The proportion (22%) of adolescents working for pay is concerning and may explain the lower school attendance rate in our study population. Education exerts a positive influence on adolescents living with HIV [24] and is a considerable protective factor against poor mental outcomes, risky sexual behavior and substance abuse [40, 41]. Our findings offer additional rationale to improve school retention by confronting discrimination in schools and normalizing HIV. HIV-related stigma is a primary determinant in adolescent health and is also a decisive motivator in the transition process [42]. In addition, expansion of peer support to the two-thirds of adolescents who did not belong to such groups is needed, as participation in peer support is associated with improved medical adherence [24, 43]. Given that access to available social protection support was suboptimal, our results argue for adolescent-focused interventions at multiple layers of the sociological context [24] to ensure that every needy adolescent has access to available wrap around services to support successful adolescent transition. In addition, future analyses are needed to explore the socioeconomic factors driving these students out of school and into the workforce.
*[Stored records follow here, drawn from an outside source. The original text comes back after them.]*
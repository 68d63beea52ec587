//! Page navigation capability shared by the scenarios

use std::time::Duration;
use serde::{Deserialize, Serialize};
use tracing::debug;

use crate::error::{E2eError, E2eResult};

/// Serialized DOM of the page currently shown by a navigator
#[derive(Debug, Clone, PartialEq, Serialize, Deserialize)]
pub struct PageSnapshot {
    /// URL the page ended up at after redirects
    pub url: String,
    pub html: String,
}

/// A single navigation context (one browser tab).
///
/// Every operation takes `&mut self`: a navigator serves one request at a
/// time, and navigating replaces whatever page it was showing.
#[async_trait::async_trait]
pub trait Navigator: Send {
    /// Navigate to `url`, returning the main response status if there was one
    async fn goto(&mut self, url: &str) -> E2eResult<Option<u16>>;

    /// Snapshot the currently loaded page
    async fn snapshot(&mut self) -> E2eResult<PageSnapshot>;

    async fn close(&mut self) -> E2eResult<()>;
}

/// Navigator that fetches pages over plain HTTP without rendering them
pub struct HttpNavigator {
    client: reqwest::Client,
    current: Option<PageSnapshot>,
}

impl HttpNavigator {
    pub fn new(timeout: Duration) -> E2eResult<Self> {
        let client = reqwest::Client::builder().timeout(timeout).build()?;
        Ok(Self {
            client,
            current: None,
        })
    }
}

#[async_trait::async_trait]
impl Navigator for HttpNavigator {
    async fn goto(&mut self, url: &str) -> E2eResult<Option<u16>> {
        let resp = self.client.get(url).send().await?;
        let status = resp.status().as_u16();
        let final_url = resp.url().to_string();
        debug!("GET {} -> {} ({})", url, status, final_url);

        // The status stands even when the body cannot be read
        let html = match resp.text().await {
            Ok(html) => html,
            Err(e) => {
                debug!("Could not read body of {}: {}", url, e);
                String::new()
            }
        };
        self.current = Some(PageSnapshot { url: final_url, html });
        Ok(Some(status))
    }

    async fn snapshot(&mut self) -> E2eResult<PageSnapshot> {
        self.current
            .clone()
            .ok_or_else(|| E2eError::Browser("no page has been loaded".to_string()))
    }

    async fn close(&mut self) -> E2eResult<()> {
        self.current = None;
        Ok(())
    }
}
Addressing health system factors

An inadequate drug supply was common which may affect ART adherence and partially contribute to the high rate of school absences. Improved medication adherence is associated with a daily routine [39], which is reliant upon a consistent supply of medication. Moreover, the transition from pediatric to adult care has the potential for being a significant psychological burden [44] on adolescents living with HIV, which requires adequate supply and adolescent-friendly services, devoid of stigma. In the current context, strengthening supply of ARV will be essential. At the same time, there is a need to strengthen the provision of counselling on transition and enhance adolescent familiarization with adult clinics as part of the transition. Furthermore, despite policies requiring allocation of a transition case manager, only a quarter of adolescents in this study had been allocated one. This will also need to be enhanced in order to support successful transition of adolescents to adult HIV care. Transition managers provide and link adolescents to available social support and protection.

Limitations

Our study offers a picture of the HIV epidemic among Cambodian adolescents and the sociocultural phenomena they experience while transitioning from pediatric to adult HIV care. However, and despite our sampling methodology, the generalizability of our results to the entire population of adolescents living with HIV in Cambodia may be limited. Potential for bias due to social desirability or recall biases were minimized by validating responses against medical records whenever possible, but may not have been eliminated.

Conclusions

The considerable advancements made in reducing new infections from mother-to-child transmission indicates that a focused worldwide effort, robust political commitment and leadership at the national level can produce substantial results. The same type of concentrated focus must now be shifted to adolescents. Our study reports that social protection mechanisms are reaching a number of adolescents living with HIV in need, but others remain without support. Multi-sectoral interventions, boosting school attendance, mitigating HIV-related stigma, and expanding coverage of social protection mechanisms are necessary to improving the health and quality of life of all adolescents living with HIV in Cambodia.